*** Block opens ***

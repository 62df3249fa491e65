use axum::{
    http::StatusCode,
    response::{IntoResponse, Response},
};
use thiserror::Error;
use tracing::error;

pub type Result<T> = std::result::Result<T, StreamSimError>;

/// Error taxonomy for the test server.
///
/// `NotFound` is the only condition surfaced to the client (as an empty-body
/// 404). Malformed input means the fixture's test assets are broken — the
/// request fails loudly rather than emitting an incorrect manifest.
#[derive(Debug, Error)]
pub enum StreamSimError {
    #[error("file not found")]
    NotFound,

    #[error("malformed HLS playlist: {0}")]
    MalformedPlaylist(String),

    #[error("malformed DASH manifest: {0}")]
    MalformedManifest(String),

    #[error("i/o error: {0}")]
    Io(#[from] std::io::Error),
}

impl IntoResponse for StreamSimError {
    fn into_response(self) -> Response {
        match self {
            StreamSimError::NotFound => StatusCode::NOT_FOUND.into_response(),
            StreamSimError::Io(ref e) if e.kind() == std::io::ErrorKind::NotFound => {
                StatusCode::NOT_FOUND.into_response()
            }
            other => {
                error!("request failed: {}", other);
                StatusCode::INTERNAL_SERVER_ERROR.into_response()
            }
        }
    }
}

*** Block closes ***

• **EXERCISE**
In the listing above, find the line that contains "use thiserror::Error;". Write it out exactly, along with each line after it up to and including the last.

• **FINAL ANSWER**
use thiserror::Error;
use tracing::error;

pub type Result<T> = std::result::Result<T, StreamSimError>;

/// Error taxonomy for the test server.
///
/// `NotFound` is the only condition surfaced to the client (as an empty-body
/// 404). Malformed input means the fixture's test assets are broken — the
/// request fails loudly rather than emitting an incorrect manifest.
#[derive(Debug, Error)]
pub enum StreamSimError {
    #[error("file not found")]
    NotFound,

    #[error("malformed HLS playlist: {0}")]
    MalformedPlaylist(String),

    #[error("malformed DASH manifest: {0}")]
    MalformedManifest(String),

    #[error("i/o error: {0}")]
    Io(#[from] std::io::Error),
}

impl IntoResponse for StreamSimError {
    fn into_response(self) -> Response {
        match self {
            StreamSimError::NotFound => StatusCode::NOT_FOUND.into_response(),
            StreamSimError::Io(ref e) if e.kind() == std::io::ErrorKind::NotFound => {
                StatusCode::NOT_FOUND.into_response()
            }
            other => {
                error!("request failed: {}", other);
                StatusCode::INTERNAL_SERVER_ERROR.into_response()
            }
        }
    }
}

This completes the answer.